One of the reasons I put this up, quite apart from the fact that I've been listening with delight to the audio recently on my way to work recently, was because the latest edition of Viz has a pop at Macca's continuing ... well, just continuing, really, as age gradually affects him.

Recently I added my two penn'orth (approx. 0.007 of 1p in today's funny money) to the comments about an open letter to Wood Allen on Ken Levine's blog, here. The gist of Levine's plea was that Allen ought to take more time off, reflect on projects rather than churning them out, and that continuing just as he was would tarnish the reputation of his best films. This is my response.
So long as Woody Allen continues to enjoy the process of film making and there are still people in Europe and elsewhere willing to watch new Allen films, thus ensuring financial backing for each year's project for the forseeable future, then I'm inclined to think: good luck to him.
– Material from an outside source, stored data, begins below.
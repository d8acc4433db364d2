pub mod catalog;
pub mod forecast;
pub mod health;
pub mod infrastructure;
pub mod insights;
pub mod preferences;
pub mod scenarios;

use axum::{http::StatusCode, response::Json};
use std::sync::Arc;
use tracing::debug;

use crate::backend::BackendError;
use crate::schemas::{AppState, ErrorResponse};
use crate::store::ForecastSnapshot;

pub type HandlerError = (StatusCode, Json<ErrorResponse>);

pub fn error_response(status: StatusCode, code: &str, error: impl Into<String>) -> HandlerError {
    (
        status,
        Json(ErrorResponse {
            error: error.into(),
            code: code.to_string(),
            success: false,
        }),
    )
}

/// Maps a backend failure onto the status and code the dashboard reports.
pub fn backend_error(err: &BackendError) -> HandlerError {
    match err {
        BackendError::Malformed { .. } => {
            error_response(StatusCode::BAD_GATEWAY, "MALFORMED_RESPONSE", err.to_string())
        }
        BackendError::Timeout { .. } => {
            error_response(StatusCode::GATEWAY_TIMEOUT, "BACKEND_TIMEOUT", err.to_string())
        }
        BackendError::Status { status, detail, .. } if (400..500).contains(status) => {
            error_response(StatusCode::BAD_REQUEST, "BACKEND_REJECTED", detail.clone())
        }
        _ => error_response(StatusCode::BAD_GATEWAY, "BACKEND_ERROR", err.to_string()),
    }
}

/// Current forecast, or 404 `NO_FORECAST` while none was run yet.
pub async fn require_forecast(state: &AppState) -> Result<Arc<ForecastSnapshot>, HandlerError> {
    state.store.current().await.ok_or_else(|| {
        debug!("No forecast in store");
        error_response(
            StatusCode::NOT_FOUND,
            "NO_FORECAST",
            "No forecast available. Run a forecast first.",
        )
    })
}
For me personally, things started going downhill with Manhattan Murder Mystery, but it's not the business of the artist to be respectful to his oeuvre: the point is to keep on doing it so long as the need and the opportunity are both still there. Maybe there will come a time when the worldwide audience votes with its feet, but that will be the only opinion that need concern Allen directly, if it means he no longer gets the backing to make more movies. In which case he will, I hope, find another outlet.

It's entirely appropriate for Mr Levin to express an opinion but I don't think it need concern Allen himself. It may simply be that Woody Allen is doing the best he can these days. Maybe he's incapable of a change in his methods at such a late stage. But so long as he wants to continue, let him do so - whatever way he wants. 
And this ties in with an imagined conversation in Mark Shipper's Paperback Writer, in which Macca tells John that if he keeps worrying about surpassing his old songs all he'll do is block out the new ones.
"Never mind what people expect from us. We know what our needs are, and that's who we'll write for - ourselves."
 "Hey!" Lennon said enthusiastically. "I just got an idea for a song about Gilligan's Island." He started working out a chord change.
"Now you're talking!" McCartney said, and seated himself behind the piano. 
Worryingly, however, I decided to talk directly to his oppo about it. This is our conversation in full:
- Hey, this is John speaking (with his fingers). What's your first name?

- Tony.

- Here come the photographers. Good afternoon, Tony , I hope you're not disappointed.

 - Should Macca retire?

- Yes. 
Ee, go on, you speak to him - here. Just can't get any sense out of him today.